General Duties/Responsibilities:

(May include but are not limited to)

  • Assure compliance of operational processes and member encounter data making determinations with respect to appropriateness of documentation adherence to federal, state and local regulations.
  • Work with coding manager to review audit findings to identify coding risk areas and ensure that training activities are addressing these areas.
  • Identify through focused audits operational and regulatory issues related to coding, documentation and compliance requirements, ensuring that appropriate documentation is maintained to comply with federal and state requirements.
  • Using independent judgment and sensitivity, review with individual physicians their audit findings and make suggestions for coding improvements.
  • Monitor corrective actions for audit review findings.
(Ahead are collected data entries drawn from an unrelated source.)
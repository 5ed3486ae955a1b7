//! Enforcement of the emission cap.
//!
//! A binding cap is priced in with a multiplier added to the emission cost. The smallest
//! multiplier giving a feasible plan is found by bisection, after which the remaining headroom
//! under the cap is handed back to the periods where extra production emits least.
//!
//! With candidate levels the priced plan can jump between levels as the multiplier moves, so the
//! plan is instead built up from the floor one level at a time. That plan depends only on demand
//! and the cap, never on the emission price.
use super::decision::{Planner, ProductionSearch, bisect};
use crate::error::{PlanningError, PlanningResult};
use crate::units::{Emissions, MoneyPerEmissions, Quantity};
use itertools::Itertools;
use log::debug;
use serde::Serialize;

/// How the emission cap affected a plan
#[derive(Debug, Clone, Copy, PartialEq, Serialize)]
#[serde(tag = "status", rename_all = "snake_case")]
pub enum CapStatus {
    /// No cap was set
    Unconstrained,
    /// The cap was set but the cheapest plan already satisfies it
    Slack,
    /// The cap forced production down
    Binding {
        /// Extra price per unit of emissions needed to meet the cap
        multiplier: MoneyPerEmissions,
    },
    /// The cap equals the lowest achievable emissions, so every period produces at its floor
    AtFloor,
}

/// A production plan together with the effect of the cap on it
#[derive(Debug, Clone, PartialEq)]
pub struct CappedPlan {
    /// Production in each period
    pub production: Vec<Quantity>,
    /// How the cap affected the plan
    pub status: CapStatus,
}

/// Plan production for a demand trajectory, respecting the emission cap if one is set.
///
/// # Arguments
///
/// * `planner` - Planner for the chosen emission function
/// * `demand` - Demand in each period
///
/// # Returns
///
/// The plan and its cap status, or [`PlanningError::Infeasible`] if even the lowest-emitting plan
/// exceeds the cap
pub fn plan_within_cap(planner: &Planner, demand: &[Quantity]) -> PlanningResult<CappedPlan> {
    let params = planner.params();
    let unconstrained = planner.plan(demand, params.emission_cost)?;
    let Some(cap) = params.emission_cap else {
        return Ok(CappedPlan {
            production: unconstrained,
            status: CapStatus::Unconstrained,
        });
    };

    let tolerance = Emissions(params.tolerance);
    if planner.total_emissions(&unconstrained) <= cap + tolerance {
        return Ok(CappedPlan {
            production: unconstrained,
            status: CapStatus::Slack,
        });
    }

    let minimum = planner.minimum_emissions(demand.len());
    if minimum > cap + tolerance {
        return Err(PlanningError::Infeasible { cap, minimum });
    }
    if minimum >= cap - tolerance {
        debug!("Emission cap of {cap} leaves no headroom above minimum emissions");
        return Ok(CappedPlan {
            production: planner.floor_plan(demand.len()),
            status: CapStatus::AtFloor,
        });
    }

    let (below, multiplier) = find_multiplier(planner, demand, cap + tolerance)?;
    debug!("Emission cap of {cap} binds with multiplier {multiplier}");

    let production = match planner.search() {
        ProductionSearch::Continuous => {
            // Plans either side of the threshold
            let feasible = planner.plan(demand, params.emission_cost + multiplier)?;
            let infeasible = planner.plan(demand, params.emission_cost + below)?;
            fill_headroom(planner, feasible, &infeasible, cap)?
        }
        ProductionSearch::Candidates(levels) => {
            // No period is raised above what it would produce if emissions were free
            let target = planner.plan(demand, MoneyPerEmissions(0.0))?;
            step_up_levels(planner, levels, &target, cap)
        }
    };

    Ok(CappedPlan {
        production,
        status: CapStatus::Binding { multiplier },
    })
}

/// Find the smallest extra emission price for which planned emissions stay within `limit`.
///
/// # Returns
///
/// A bracket of multipliers: planned emissions exceed `limit` at the first and do not at the second
fn find_multiplier(
    planner: &Planner,
    demand: &[Quantity],
    limit: Emissions,
) -> PlanningResult<(MoneyPerEmissions, MoneyPerEmissions)> {
    let params = planner.params();
    let is_feasible = |multiplier: f64| -> PlanningResult<bool> {
        let plan = planner.plan(demand, params.emission_cost + MoneyPerEmissions(multiplier))?;
        let total = planner.total_emissions(&plan);
        if total.value().is_nan() {
            return Err(PlanningError::Numerical(
                "Total emissions are not a number".into(),
            ));
        }

        Ok(total <= limit)
    };

    // Double until the plan is feasible
    let mut upper = params.emission_cost.value().max(1.0);
    let mut iterations = 0;
    while !is_feasible(upper)? {
        iterations += 1;
        if iterations >= params.max_iterations || !upper.is_finite() {
            return Err(PlanningError::Numerical(format!(
                "Could not bracket the emission cap multiplier within {} iterations",
                params.max_iterations
            )));
        }
        upper *= 2.0;
    }

    let (lower, upper) = bisect(0.0, upper, params.max_iterations, is_feasible)?;
    Ok((MoneyPerEmissions(lower), MoneyPerEmissions(upper)))
}

/// Raise production in a feasible plan towards a higher-emitting one while staying within `cap`.
///
/// Periods whose extra production emits least per unit are raised first. The last period raised
/// may stop part way, so that emissions meet the cap from below.
fn fill_headroom(
    planner: &Planner,
    mut plan: Vec<Quantity>,
    target: &[Quantity],
    cap: Emissions,
) -> PlanningResult<Vec<Quantity>> {
    let function = planner.function();
    let intensity = |period: usize| {
        let extra = target[period] - plan[period];
        (function.evaluate(target[period]) - function.evaluate(plan[period])) / extra
    };
    let order = (0..plan.len())
        .filter(|&period| target[period] > plan[period])
        .sorted_by(|&a, &b| intensity(a).value().total_cmp(&intensity(b).value()))
        .collect_vec();

    let mut total = planner.total_emissions(&plan);
    for period in order {
        let current = function.evaluate(plan[period]);
        let raised = total - current + function.evaluate(target[period]);
        if raised <= cap {
            plan[period] = target[period];
            total = raised;
            continue;
        }

        let (lower, _) = bisect(
            plan[period].value(),
            target[period].value(),
            planner.params().max_iterations,
            |q| Ok(total - current + function.evaluate(Quantity(q)) > cap),
        )?;
        plan[period] = Quantity(lower);
        break;
    }

    Ok(plan)
}

/// Build a plan within `cap` by raising periods from the floor one candidate level at a time.
///
/// Each step takes the period whose next level adds least emissions per unit (the earliest period
/// on ties). A period stops once it reaches its level in `target` or its next step would breach
/// the cap.
fn step_up_levels(
    planner: &Planner,
    levels: &[Quantity],
    target: &[Quantity],
    cap: Emissions,
) -> Vec<Quantity> {
    let function = planner.function();
    let mut plan = planner.floor_plan(target.len());
    let mut total = planner.total_emissions(&plan);
    let mut blocked = vec![false; plan.len()];

    loop {
        let step = (0..plan.len())
            .filter(|&period| !blocked[period])
            .filter_map(|period| {
                let current = plan[period];
                let next = levels.iter().copied().find(|&level| level > current)?;
                (next <= target[period]).then(|| {
                    let extra = function.evaluate(next) - function.evaluate(current);
                    let intensity = (extra / (next - current)).value();
                    (period, next, extra, intensity)
                })
            })
            .min_by(|a, b| a.3.total_cmp(&b.3));
        let Some((period, next, extra, _)) = step else {
            break;
        };

        if total + extra <= cap {
            plan[period] = next;
            total += extra;
        } else {
            // Total emissions only grow, so this step will never fit
            blocked[period] = true;
        }
    }

    plan
}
  • Conduct confidential audits for providers who present a risk due to special circumstances or prior audit issues.
  • Prepare and/or perform regional and medical center auditing analysis and/or special projects as assigned.
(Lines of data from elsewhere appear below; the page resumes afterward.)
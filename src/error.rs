//! Errors raised while building or solving a planning problem.
use crate::units::Emissions;

/// The ways in which a solve can fail.
///
/// All variants are terminal for the call which raised them: the engine never retries and never
/// returns a partial plan.
#[derive(Debug, Clone, PartialEq, thiserror::Error)]
pub enum PlanningError {
    /// Invalid parameters supplied at construction or solve time
    #[error("Invalid configuration: {0}")]
    Configuration(String),

    /// The emission cap is lower than the emissions of the least-emitting admissible plan
    #[error(
        "Emission cap of {cap} cannot be met: the minimum achievable emissions are {minimum}"
    )]
    Infeasible {
        /// The requested cap
        cap: Emissions,
        /// Total emissions when every period produces at its floor
        minimum: Emissions,
    },

    /// The solver failed to converge within its iteration bound or hit a non-finite value
    #[error("Solver failed: {0}")]
    Numerical(String),
}

/// Result type used throughout the planning engine
pub type PlanningResult<T> = Result<T, PlanningError>;

/// Return early with a [`PlanningError::Configuration`] if the condition does not hold
macro_rules! ensure_config {
    ($cond:expr, $($arg:tt)+) => {
        if !$cond {
            return Err($crate::error::PlanningError::Configuration(format!($($arg)+)));
        }
    };
}
pub(crate) use ensure_config;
  • Assist in developing and implementing policies and procedures/compliance audit standards to ensure compliance w/ federal, state and other regulatory requirements.
  • Protect the security of medical records to ensure that confidentiality is maintained.
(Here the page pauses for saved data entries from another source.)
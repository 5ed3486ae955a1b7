use ecoplan::{EmissionShape, ModelParameters, PlanningEngine};
use std::path::{Path, PathBuf};

/// Get the path to the steel plant model.
fn get_model_dir() -> PathBuf {
    Path::new(file!())
        .parent()
        .unwrap()
        .join("data")
        .join("steel")
}

/// An integration test which loads the steel plant model and solves it
#[test]
fn test_model_from_path() {
    let params = ModelParameters::from_path(get_model_dir()).unwrap();
    assert_eq!(params.num_scenarios, 100);

    let engine = PlanningEngine::new(params).unwrap();
    let solution = engine.solve(EmissionShape::Quadratic, None).unwrap();
    assert_eq!(solution.scenarios.len(), 100);
    assert!(solution.total_emissions.value() <= 2500.0);
}
define_param_default!(default_horizon, u32, 12);
define_param_default!(default_alpha, f64, 0.15);
define_param_default!(default_beta, f64, 0.003);
define_unit_param_default!(default_capacity, Quantity, 200.0);
define_unit_param_default!(default_min_production, Quantity, 0.0);
define_unit_param_default!(default_demand_mean, Quantity, 150.0);
define_unit_param_default!(default_demand_std, Quantity, 30.0);
define_unit_param_default!(default_initial_inventory, Quantity, 0.0);
define_unit_param_default!(default_unit_production_cost, MoneyPerQuantity, 10.0);
define_unit_param_default!(default_shortage_cost, MoneyPerQuantity, 200.0);
define_unit_param_default!(default_holding_cost, MoneyPerQuantity, 2.0);
define_unit_param_default!(default_emission_cost, MoneyPerEmissions, 50.0);
define_param_default!(default_num_scenarios, u32, 200);
define_param_default!(default_seed, u64, 42);
define_param_default!(default_max_iterations, u32, 200);
define_param_default!(default_tolerance, f64, 1e-6);

/// Parameters for a single planning problem.
///
/// Every field has a default, so a model file only needs to list the values it changes.
#[derive(Debug, Clone, Deserialize, PartialEq)]
#[serde(deny_unknown_fields)]
pub struct ModelParameters {
    /// Number of periods in the planning horizon
    #[serde(default = "default_horizon")]
    pub horizon: u32,
    /// Scale coefficient of the emission function
    #[serde(default = "default_alpha")]
    pub alpha: f64,
    /// Rate coefficient of the emission function
    #[serde(default = "default_beta")]
    pub beta: f64,
    /// Maximum production per period
    #[serde(default = "default_capacity")]
    pub capacity: Quantity,
    /// Minimum production per period (e.g. to keep a furnace running)
    #[serde(default = "default_min_production")]
    pub min_production: Quantity,
    /// Expected demand per period
    #[serde(default = "default_demand_mean")]
    pub demand_mean: Quantity,
    /// Nominal standard deviation of demand per period.
    ///
    /// Sampled scenarios take their spread from `demand_uncertainty` instead, so outside the
    /// industry case-study sweep this value is informational only.
    #[serde(default = "default_demand_std")]
    pub demand_std: Quantity,
    /// Stock available before the first period
    #[serde(default = "default_initial_inventory")]
    pub initial_inventory: Quantity,
    /// Cost of producing one unit
    #[serde(default = "default_unit_production_cost")]
    pub unit_production_cost: MoneyPerQuantity,
    /// Penalty for each unit of demand which goes unmet.
    ///
    /// Only used to drive production decisions; it is not part of the reported costs.
    #[serde(default = "default_shortage_cost")]
    pub shortage_cost: MoneyPerQuantity,
    /// Penalty for each unit produced beyond what a period requires.
    ///
    /// Only used to drive production decisions; it is not part of the reported costs.
    #[serde(default = "default_holding_cost")]
    pub holding_cost: MoneyPerQuantity,
    /// Price paid per unit of emissions
    #[serde(default = "default_emission_cost")]
    pub emission_cost: MoneyPerEmissions,
    /// Hard ceiling on total emissions over the horizon
    #[serde(default)]
    pub emission_cap: Option<Emissions>,
    /// Coefficient of variation of demand. If set, the problem is solved over sampled scenarios.
    #[serde(default)]
    pub demand_uncertainty: Option<Dimensionless>,
    /// How production decisions respond to sampled demand
    #[serde(default)]
    pub scenario_policy: ScenarioPolicy,
    /// Number of demand scenarios to sample
    #[serde(default = "default_num_scenarios")]
    pub num_scenarios: u32,
    /// Seed for the scenario generator
    #[serde(default = "default_seed")]
    pub seed: u64,
    /// Iteration bound for the solver's search routines
    #[serde(default = "default_max_iterations")]
    pub max_iterations: u32,
    /// Absolute tolerance when comparing emissions against the cap
    #[serde(default = "default_tolerance")]
    pub tolerance: f64,
}

/// How production responds to demand scenarios
#[derive(DeserializeLabeledStringEnum, Debug, Clone, Copy, PartialEq, Eq, Default)]
pub enum ScenarioPolicy {
    /// Each scenario is re-planned with knowledge of its own demand
    #[default]
    #[string = "replanning"]
    Replanning,
    /// A single plan, optimal for expected demand, is evaluated against every scenario
    #[string = "commitment"]
    Commitment,
}

impl Default for ModelParameters {
    fn default() -> Self {
        Self {
            horizon: default_horizon(),
            alpha: default_alpha(),
            beta: default_beta(),
            capacity: default_capacity(),
            min_production: default_min_production(),
            demand_mean: default_demand_mean(),
            demand_std: default_demand_std(),
            initial_inventory: default_initial_inventory(),
            unit_production_cost: default_unit_production_cost(),
            shortage_cost: default_shortage_cost(),
            holding_cost: default_holding_cost(),
            emission_cost: default_emission_cost(),
            emission_cap: None,
            demand_uncertainty: None,
            scenario_policy: ScenarioPolicy::default(),
            num_scenarios: default_num_scenarios(),
            seed: default_seed(),
            max_iterations: default_max_iterations(),
            tolerance: default_tolerance(),
        }
    }
}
  • Review records for completeness, accuracy, and compliance with regulations.
  • Retrieve patient medical records for physicians, technicians, or other medical personnel.
  • Assign the patient to diagnosis-related groups (DRGs), using appropriate computer software.
  • Process patient admission or discharge documents.
  • Transcribe medical reports.
  • Resolve or clarify codes or diagnoses with conflicting, missing, or unclear information by consulting with doctors or others or by participating in the coding team's regular meetings.
  • Enter data, such as demographic characteristics, history and extent of disease, diagnostic procedures, or treatment into computer.
  • Identify, compile, abstract, and code patient data, using standard classification systems.
  • Release information to persons or agencies according to regulations.

Minimum Requirements:

  • Bachelors Degree or equivalent experience in finance/business, medical records technology, health services administration, nursing or other ancillary medical area.
  • Certification in one of the following: Registered Health Information Administrator (RHIA), Certified Professional Coder (CPC), Certified Coding Specialist (CCS), and three or more years of coding experience.